- **Problem to solve**: Return only the final portion of the entries: the line with "assert_eq!(entry.incomplete_refreshes, 0);" and every line after it, each one exact.

Data extracted from a collection

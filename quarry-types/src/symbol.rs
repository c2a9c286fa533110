//! Exchange-qualified ticker symbols.

use std::fmt;

use serde::{Deserialize, Serialize};

use crate::QuarryError;

/// Exchange suffixes accepted for equities.
const EXCHANGE_SUFFIXES: &[&str] = &["NS", "BO"];

/// Prefix marking a market index (e.g. `^NSEI`).
const INDEX_PREFIX: char = '^';

/// Display names used by the web application that map to provider symbols.
const ALIASES: &[(&str, &str)] = &[
    ("NIFTY 50", "^NSEI"),
    ("NIFTY", "^NSEI"),
    ("SENSEX", "^BSESN"),
    ("NIFTY BANK", "^NSEBANK"),
    ("ETERNAL", "ZOMATO.NS"),
];

/// Exchange-qualified ticker: `RELIANCE.NS`, `500325.BO`, or an index such as `^NSEI`.
#[derive(Debug, Clone, PartialEq, Eq, Hash, PartialOrd, Ord, Serialize, Deserialize)]
#[serde(try_from = "String", into = "String")]
pub struct Symbol(String);

impl Symbol {
    /// Parse a symbol that must already be in canonical form.
    ///
    /// # Errors
    /// Returns `InvalidSymbol` unless the input matches `^[A-Z0-9]+\.(NS|BO)$` or is an
    /// index symbol (`^` followed by `[A-Z0-9]+`).
    pub fn parse(input: &str) -> Result<Self, QuarryError> {
        let invalid = || QuarryError::InvalidSymbol(input.to_string());
        if let Some(body) = input.strip_prefix(INDEX_PREFIX) {
            if is_ticker_body(body) {
                return Ok(Self(input.to_string()));
            }
            return Err(invalid());
        }
        let (body, suffix) = input.rsplit_once('.').ok_or_else(invalid)?;
        if is_ticker_body(body) && EXCHANGE_SUFFIXES.contains(&suffix) {
            Ok(Self(input.to_string()))
        } else {
            Err(invalid())
        }
    }

    /// Normalize user input into a canonical symbol.
    ///
    /// Trims and upper-cases the input, resolves display aliases (`NIFTY 50`,
    /// `SENSEX`, ...) and defaults bare tickers to NSE by appending `.NS`.
    ///
    /// # Errors
    /// Returns `InvalidSymbol` when the normalized form still fails [`Symbol::parse`].
    pub fn normalize(input: &str) -> Result<Self, QuarryError> {
        let upper = input
            .split_whitespace()
            .collect::<Vec<_>>()
            .join(" ")
            .to_ascii_uppercase();
        if let Some((_, target)) = ALIASES.iter().find(|(alias, _)| *alias == upper) {
            return Self::parse(target);
        }
        let candidate =
            if !upper.is_empty() && !upper.contains('.') && !upper.starts_with(INDEX_PREFIX) {
                format!("{upper}.NS")
            } else {
                upper
            };
        Self::parse(&candidate).map_err(|_| QuarryError::InvalidSymbol(input.to_string()))
    }

    /// Returns the symbol as a string slice.
    #[must_use]
    pub fn as_str(&self) -> &str {
        &self.0
    }

    /// True for market indices, which carry no financial statements.
    #[must_use]
    pub fn is_index(&self) -> bool {
        self.0.starts_with(INDEX_PREFIX)
    }
}

fn is_ticker_body(body: &str) -> bool {
    !body.is_empty()
        && body
            .bytes()
            .all(|b| b.is_ascii_uppercase() || b.is_ascii_digit())
}

impl fmt::Display for Symbol {
    fn fmt(&self, f: &mut fmt::Formatter<'_>) -> fmt::Result {
        f.write_str(&self.0)
    }
}

impl TryFrom<String> for Symbol {
    type Error = QuarryError;

    fn try_from(value: String) -> Result<Self, Self::Error> {
        Self::parse(&value)
    }
}

impl From<Symbol> for String {
    fn from(s: Symbol) -> Self {
        s.0
    }
}
//! quarry-middleware
//!
//! Wrappers around [`SourceAdapter`](quarry_core::SourceAdapter)s (quota accounting,
//! temporary blacklisting), a builder composing them, and an in-memory
//! [`CacheStore`](quarry_core::CacheStore).

mod blacklist;
mod builder;
mod memory;
mod quota;

pub use crate::blacklist::{BlacklistMiddleware, BlacklistingSource};
pub use crate::builder::SourceBuilder;
pub use crate::memory::MemoryStore;
pub use crate::quota::{QuotaAwareSource, QuotaMiddleware};
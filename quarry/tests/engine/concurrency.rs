use std::sync::Arc;
use std::time::Duration;

use futures::future::join_all;
use quarry::{PeriodType, SourceAdapter};
use quarry_mock::MockSource;

use crate::helpers::*;

#[tokio::test(flavor = "multi_thread", worker_threads = 4)]
async fn concurrent_requests_share_one_resolution() {
    let a = Arc::new(
        MockSource::returning("A", vec![complete(day(2024, 3, 31))])
            .with_delay(Duration::from_millis(100)),
    );
    let engine = engine_with(&[&a]).build().unwrap();

    let calls = (0..10).map(|i| {
        let engine = engine.clone();
        // Mixed spellings normalize to the same key.
        let input = if i % 2 == 0 { "tcs" } else { TCS };
        tokio::spawn(async move {
            engine
                .resolve_fundamentals(input, PeriodType::Quarterly)
                .await
        })
    });
    let results = join_all(calls).await;

    assert_eq!(a.calls(), 1);
    let first = results[0].as_ref().unwrap().as_ref().unwrap().clone();
    for r in results {
        assert_eq!(r.unwrap().unwrap(), first);
    }
    assert_eq!(engine.in_flight(), 0);
}

#[tokio::test]
async fn different_period_types_resolve_independently() {
    let a = Arc::new(
        MockSource::returning("A", vec![complete(day(2024, 3, 31))])
            .with_delay(Duration::from_millis(20)),
    );
    let engine = engine_with(&[&a]).build().unwrap();

    let (q, y) = tokio::join!(
        engine.resolve_fundamentals(TCS, PeriodType::Quarterly),
        engine.resolve_fundamentals(TCS, PeriodType::Annual),
    );

    assert!(q.unwrap().is_resolved());
    assert!(!y.unwrap().is_resolved());
    assert_eq!(a.calls(), 2);
}

#[tokio::test(flavor = "multi_thread", worker_threads = 4)]
async fn resolutions_respect_the_concurrency_cap() {
    let gauge = Arc::new(GaugeSource::new(
        "Gauge",
        Duration::from_millis(40),
        vec![complete(day(2024, 3, 31))],
    ));
    let engine = quarry::Engine::builder()
        .with_source(Arc::clone(&gauge) as Arc<dyn SourceAdapter>)
        .max_concurrency(2)
        .build()
        .unwrap();

    let report = engine
        .resolve_many(["TCS", "INFY", "WIPRO", "HDFCBANK", "ITC", "SBIN"], PeriodType::Quarterly)
        .await;

    assert_eq!(report.resolved().count(), 6);
    assert!(gauge.peak() <= 2, "peak was {}", gauge.peak());
    assert!(gauge.peak() >= 1);
}

#[tokio::test]
async fn dropping_the_caller_does_not_cancel_the_resolution() {
    let a = Arc::new(
        MockSource::returning("A", vec![complete(day(2024, 3, 31))])
            .with_delay(Duration::from_millis(50)),
    );
    let engine = engine_with(&[&a]).build().unwrap();

    let _ = tokio::time::timeout(
        Duration::from_millis(5),
        engine.resolve_fundamentals(TCS, PeriodType::Quarterly),
    )
    .await;
    tokio::time::sleep(Duration::from_millis(150)).await;

    assert_eq!(engine.in_flight(), 0);
    let entry = engine.cached(TCS, PeriodType::Quarterly).await.unwrap();
    assert!(entry.is_some_and(|e| e.canonical.is_some()));
    assert_eq!(a.calls(), 1);
}
use std::sync::Arc;
use std::time::Duration;

use quarry::{CacheStore, MemoryStore, MetricClass, MetricKey, PeriodType};
use quarry_mock::MockSource;

use crate::helpers::*;

#[tokio::test]
async fn fresh_entry_is_served_without_source_calls() {
    let store = MemoryStore::new();
    let cached = canonical(RELIANCE, &complete(day(2024, 3, 31)), "TimeSeries");
    store
        .put(entry_aged(cached.clone(), Duration::from_secs(600)))
        .await
        .unwrap();

    let a = Arc::new(MockSource::returning("A", vec![complete(day(2024, 6, 30))]));
    let engine = engine_with(&[&a])
        .store(Arc::new(store))
        .refresh_interval(Duration::from_secs(6 * 3600))
        .build()
        .unwrap();

    let res = engine
        .resolve_fundamentals("reliance", PeriodType::Quarterly)
        .await
        .unwrap();

    assert_eq!(res.fundamentals(), Some(&cached));
    assert_eq!(a.calls(), 0);
}

#[tokio::test]
async fn expired_entry_is_refreshed() {
    let store = MemoryStore::new();
    let cached = canonical(RELIANCE, &complete(day(2024, 3, 31)), "TimeSeries");
    store
        .put(entry_aged(cached, Duration::from_secs(7 * 3600)))
        .await
        .unwrap();

    let a = Arc::new(MockSource::returning("A", vec![complete(day(2024, 6, 30))]));
    let engine = engine_with(&[&a])
        .store(Arc::new(store.clone()))
        .refresh_interval(Duration::from_secs(6 * 3600))
        .build()
        .unwrap();

    let res = engine
        .resolve_fundamentals(RELIANCE, PeriodType::Quarterly)
        .await
        .unwrap();

    assert_eq!(res.fundamentals().unwrap().period_end_date, day(2024, 6, 30));
    assert_eq!(a.calls(), 1);
    let stored = store.get(&quarterly(RELIANCE)).await.unwrap().unwrap();
    assert_eq!(stored.canonical.unwrap().source_id.as_str(), "A");
}

#[tokio::test]
async fn shortest_class_interval_applies() {
    let store = MemoryStore::new();
    // Populates income statement and balance sheet metrics.
    let cached = canonical(RELIANCE, &complete(day(2024, 3, 31)), "TimeSeries");
    store
        .put(entry_aged(cached, Duration::from_secs(2 * 3600)))
        .await
        .unwrap();

    let a = Arc::new(MockSource::returning("A", vec![complete(day(2024, 6, 30))]));
    let engine = engine_with(&[&a])
        .store(Arc::new(store))
        .refresh_interval(Duration::from_secs(24 * 3600))
        .refresh_interval_for(MetricClass::BalanceSheet, Duration::from_secs(3600))
        .build()
        .unwrap();

    engine
        .resolve_fundamentals(RELIANCE, PeriodType::Quarterly)
        .await
        .unwrap();

    assert_eq!(a.calls(), 1);
}

#[tokio::test]
async fn resolving_twice_within_the_interval_is_idempotent() {
    let a = Arc::new(MockSource::returning("A", vec![complete(day(2024, 3, 31))]));
    let engine = engine_with(&[&a]).build().unwrap();

    let first = engine
        .resolve_fundamentals(TCS, PeriodType::Quarterly)
        .await
        .unwrap();
    let second = engine
        .resolve_fundamentals(TCS, PeriodType::Quarterly)
        .await
        .unwrap();

    assert_eq!(first, second);
    assert_eq!(a.calls(), 1);
}

#[tokio::test]
async fn incomplete_record_is_retried_up_to_the_ceiling() {
    // Earnings chart rows carry revenue and earnings only.
    let a = Arc::new(MockSource::returning(
        "EarningsChart",
        vec![earnings_record(day(2024, 3, 31), 500, 50)],
    ));
    let engine = engine_with(&[&a]).retry_ceiling(2).build().unwrap();

    for _ in 0..4 {
        let res = engine
            .resolve_fundamentals(TCS, PeriodType::Quarterly)
            .await
            .unwrap();
        assert!(res.is_resolved());
    }

    assert_eq!(a.calls(), 2);
    let entry = engine.cached(TCS, PeriodType::Quarterly).await.unwrap().unwrap();
    assert_eq!(entry.incomplete_refreshes, 2);
    assert_eq!(entry.consecutive_failures, 0);
}

#[tokio::test]
async fn suspect_zero_in_required_metric_counts_as_incomplete() {
    let a = Arc::new(MockSource::returning(
        "A",
        vec![statement_record(
            day(2024, 3, 31),
            PeriodType::Quarterly,
            &[("totalRevenue", 100), ("netIncome", 0)],
        )],
    ));
    let engine = engine_with(&[&a])
        .required_metrics([MetricKey::TotalRevenue, MetricKey::NetIncome])
        .retry_ceiling(3)
        .build()
        .unwrap();

    for _ in 0..5 {
        engine
            .resolve_fundamentals(TCS, PeriodType::Quarterly)
            .await
            .unwrap();
    }

    assert_eq!(a.calls(), 3);
}

#[tokio::test]
async fn complete_refresh_resets_incomplete_counter() {
    let a = Arc::new(MockSource::returning(
        "A",
        vec![earnings_record(day(2024, 3, 31), 500, 50)],
    ));
    let engine = engine_with(&[&a]).retry_ceiling(5).build().unwrap();

    engine
        .resolve_fundamentals(TCS, PeriodType::Quarterly)
        .await
        .unwrap();
    assert_eq!(
        engine
            .cached(TCS, PeriodType::Quarterly)
            .await
            .unwrap()
            .unwrap()
            .incomplete_refreshes,
        1
    );

    a.set_behavior(quarry_mock::MockBehavior::Return(vec![complete(day(2024, 3, 31))]));
    engine
        .resolve_fundamentals(TCS, PeriodType::Quarterly)
        .await
        .unwrap();

    let entry = engine.cached(TCS, PeriodType::Quarterly).await.unwrap().unwrap();
    assert_eq!(entry.incomplete_refreshes, 0);
    assert_eq!(a.calls(), 2);

    engine
        .resolve_fundamentals(TCS, PeriodType::Quarterly)
        .await
        .unwrap();
    assert_eq!(a.calls(), 2, "complete record is served from cache");
}

#[tokio::test]
async fn failed_refresh_is_retried_on_next_request() {
    let a = Arc::new(MockSource::empty("A"));
    let engine = engine_with(&[&a]).build().unwrap();

    for expected in 1..=3 {
        let res = engine
            .resolve_fundamentals(TCS, PeriodType::Quarterly)
            .await
            .unwrap();
        match res {
            quarry::Resolution::NotAvailable(na) => assert_eq!(na.consecutive_failures, expected),
            other => panic!("expected NotAvailable, got {other:?}"),
        }
    }
    assert_eq!(a.calls(), 3);
}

- **Written response**:
    assert_eq!(entry.incomplete_refreshes, 0);
    assert_eq!(a.calls(), 2);

    engine
        .resolve_fundamentals(TCS, PeriodType::Quarterly)
        .await
        .unwrap();
    assert_eq!(a.calls(), 2, "complete record is served from cache");
}

#[tokio::test]
async fn failed_refresh_is_retried_on_next_request() {
    let a = Arc::new(MockSource::empty("A"));
    let engine = engine_with(&[&a]).build().unwrap();

    for expected in 1..=3 {
        let res = engine
            .resolve_fundamentals(TCS, PeriodType::Quarterly)
            .await
            .unwrap();
        match res {
            quarry::Resolution::NotAvailable(na) => assert_eq!(na.consecutive_failures, expected),
            other => panic!("expected NotAvailable, got {other:?}"),
        }
    }
    assert_eq!(a.calls(), 3);
}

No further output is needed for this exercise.